GOAL OF THE EXERCISE
In the records that follow, find each line containing "struct" and copy it.

BEGIN DATASET RECORDS

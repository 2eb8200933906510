//! Order Ledger service
//!
//! Submission and cancellation publish `order_request` envelopes; state only
//! changes when the platform answers with an `order_response`.

use std::sync::{Arc, Mutex, MutexGuard, PoisonError};

use dashmap::DashMap;
use hermes_core::{MarketData, Order, OrderId, OrderSpec, Timestamp};
use hermes_gateway::{
    CallbackList, Envelope, MessageKind, Publisher, SubscriptionId, Subscriptions,
};
use hermes_ports::Clock;
use log::{debug, error, info, warn};
use serde_json::{Map, Value};

use crate::book::{Bucket, LedgerBook, Transition};
use crate::error::{LedgerError, Result};
use crate::ids::OrderIdGenerator;

pub type OrderCallback = dyn Fn(&OrderId, &Order) + Send + Sync;
pub type MarketDataCallback = dyn Fn(&str, &MarketData) + Send + Sync;
pub type PlatformErrorCallback = dyn Fn(&PlatformError) + Send + Sync;

/// An `error` event pushed by the platform
#[derive(Debug, Clone, PartialEq)]
pub struct PlatformError {
    pub message: String,
    pub data: Map<String, Value>,
    pub received_at: Timestamp,
}

pub struct OrderLedger {
    publisher: Arc<dyn Publisher<Envelope>>,
    clock: Arc<dyn Clock>,
    ids: OrderIdGenerator,
    book: Mutex<LedgerBook>,
    market_data: DashMap<String, MarketData>,
    order_listeners: CallbackList<OrderCallback>,
    market_listeners: CallbackList<MarketDataCallback>,
    error_listeners: CallbackList<PlatformErrorCallback>,
}

impl OrderLedger {
    pub fn new(publisher: Arc<dyn Publisher<Envelope>>, clock: Arc<dyn Clock>) -> Self {
        Self {
            publisher,
            clock,
            ids: OrderIdGenerator::new(),
            book: Mutex::new(LedgerBook::new()),
            market_data: DashMap::new(),
            order_listeners: CallbackList::new(),
            market_listeners: CallbackList::new(),
            error_listeners: CallbackList::new(),
        }
    }

    /// Route dispatched order responses, market data and errors here
    pub fn attach(self: &Arc<Self>, subscriptions: &Subscriptions) -> Vec<SubscriptionId> {
        let orders = Arc::clone(self);
        let market = Arc::clone(self);
        let errors = Arc::clone(self);
        vec![
            subscriptions.subscribe(MessageKind::OrderResponse, move |env| {
                orders.on_order_response(env);
            }),
            subscriptions.subscribe(MessageKind::MarketData, move |env| {
                market.on_market_data(env);
            }),
            subscriptions.subscribe(MessageKind::Error, move |env| {
                errors.on_error(env);
            }),
        ]
    }

    fn book(&self) -> MutexGuard<'_, LedgerBook> {
        self.book.lock().unwrap_or_else(PoisonError::into_inner)
    }

    /// Place an order
    ///
    /// The order is Pending before the request leaves. If the send fails it
    /// is removed again and never reaches Active or History.
    pub async fn submit(&self, spec: OrderSpec) -> Result<OrderId> {
        spec.validate().map_err(LedgerError::InvalidOrder)?;

        let now = self.clock.now();
        let id = self.ids.next(now);
        let order = Order::from_spec(id.clone(), spec, now);
        let request = Envelope::at(MessageKind::OrderRequest, now, order.to_request_payload());
        info!(
            "Submitting {} {} {} {} @ {}",
            id, order.direction, order.volume, order.symbol, order.price
        );
        self.book().insert_pending(order);

        if let Err(e) = self.publisher.publish(&request).await {
            self.book().remove_pending(&id);
            warn!("Order {} not sent: {}", id, e);
            return Err(LedgerError::SendFailed {
                order_id: id,
                reason: e.to_string(),
            });
        }
        Ok(id)
    }

    /// Ask the platform to cancel a pending order
    ///
    /// Returns false without sending when the order is not pending, or when
    /// the request could not be sent. Ledger state is left to the response.
    pub async fn cancel(&self, id: &OrderId) -> bool {
        if !self.book().is_pending(id.as_str()) {
            debug!("Cancel ignored, {} is not pending", id);
            return false;
        }

        let mut data = Map::new();
        data.insert("order_id".to_string(), Value::from(id.as_str()));
        data.insert("action".to_string(), Value::from("cancel"));
        let request = Envelope::at(MessageKind::OrderRequest, self.clock.now(), data);

        match self.publisher.publish(&request).await {
            Ok(()) => {
                info!("Cancel requested for {}", id);
                true
            }
            Err(e) => {
                warn!("Cancel for {} not sent: {}", id, e);
                false
            }
        }
    }

    /// Apply an `order_response` envelope
    ///
    /// Returns the transition when the id was pending. Subscribers are
    /// notified once per applied response, outside the ledger lock.
    pub fn on_order_response(&self, envelope: &Envelope) -> Option<Transition> {
        let applied = self.book().apply_response(&envelope.data, self.clock.now());
        let Some(transition) = applied else {
            debug!(
                "Ignoring response for unknown order {}",
                envelope.data_str("order_id").unwrap_or("<missing>")
            );
            return None;
        };

        match transition.bucket {
            Bucket::Active => info!("Order {} {}", transition.order_id, transition.order.status),
            Bucket::History => warn!("Order {} {}", transition.order_id, transition.order.status),
            Bucket::Pending => debug!(
                "Order {} still pending ({})",
                transition.order_id, transition.order.status
            ),
        }

        for callback in self.order_listeners.snapshot() {
            callback(&transition.order_id, &transition.order);
        }
        Some(transition)
    }

    /// Cache a `market_data` envelope by symbol
    pub fn on_market_data(&self, envelope: &Envelope) {
        if envelope.data_str("symbol").is_none() {
            debug!("Market data without symbol dropped");
            return;
        }
        let data = match MarketData::from_value(&Value::Object(envelope.data.clone())) {
            Ok(data) => data,
            Err(e) => {
                warn!("Malformed market data: {}", e);
                return;
            }
        };

        let symbol = data.symbol.clone();
        self.market_data.insert(symbol.clone(), data.clone());
        for callback in self.market_listeners.snapshot() {
            callback(&symbol, &data);
        }
    }

    /// Record an `error` envelope pushed by the platform
    pub fn on_error(&self, envelope: &Envelope) {
        let error = PlatformError {
            message: envelope
                .data_str("message")
                .unwrap_or("Unknown error")
                .to_string(),
            data: envelope.data.clone(),
            received_at: self.clock.now(),
        };
        error!("Error from platform: {}", error.message);
        for callback in self.error_listeners.snapshot() {
            callback(&error);
        }
    }

    /// Find an order, checking Active, then Pending, then History
    pub fn lookup(&self, id: &str) -> Result<Order> {
        self.book()
            .lookup(id)
            .map(|(_, order)| order.clone())
            .ok_or_else(|| LedgerError::UnknownOrder(OrderId::from(id)))
    }

    pub fn bucket_of(&self, id: &str) -> Option<Bucket> {
        self.book().lookup(id).map(|(bucket, _)| bucket)
    }

    pub fn pending_orders(&self) -> Vec<Order> {
        self.book().pending().cloned().collect()
    }

    pub fn active_orders(&self) -> Vec<Order> {
        self.book().active().cloned().collect()
    }

    pub fn order_history(&self) -> Vec<Order> {
        self.book().history().to_vec()
    }

    /// (pending, active, history) sizes
    pub fn counts(&self) -> (usize, usize, usize) {
        let book = self.book();
        (book.pending_count(), book.active_count(), book.history_count())
    }

    pub fn market_data(&self, symbol: &str) -> Option<MarketData> {
        self.market_data.get(symbol).map(|entry| entry.value().clone())
    }

    pub fn symbols(&self) -> Vec<String> {
        self.market_data.iter().map(|entry| entry.key().clone()).collect()
    }

    pub fn on_order_update<F>(&self, callback: F) -> SubscriptionId
    where
        F: Fn(&OrderId, &Order) + Send + Sync + 'static,
    {
        self.order_listeners.add(Arc::new(callback))
    }

    pub fn on_market_data_update<F>(&self, callback: F) -> SubscriptionId
    where
        F: Fn(&str, &MarketData) + Send + Sync + 'static,
    {
        self.market_listeners.add(Arc::new(callback))
    }

    pub fn on_platform_error<F>(&self, callback: F) -> SubscriptionId
    where
        F: Fn(&PlatformError) + Send + Sync + 'static,
    {
        self.error_listeners.add(Arc::new(callback))
    }

    /// Remove a listener registered with any of the `on_*` methods
    pub fn remove_listener(&self, id: SubscriptionId) -> bool {
        self.order_listeners.remove(id)
            || self.market_listeners.remove(id)
            || self.error_listeners.remove(id)
    }
}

END DATASET RECORDS

ANSWER SECTION
pub struct PlatformError {
pub struct OrderLedger {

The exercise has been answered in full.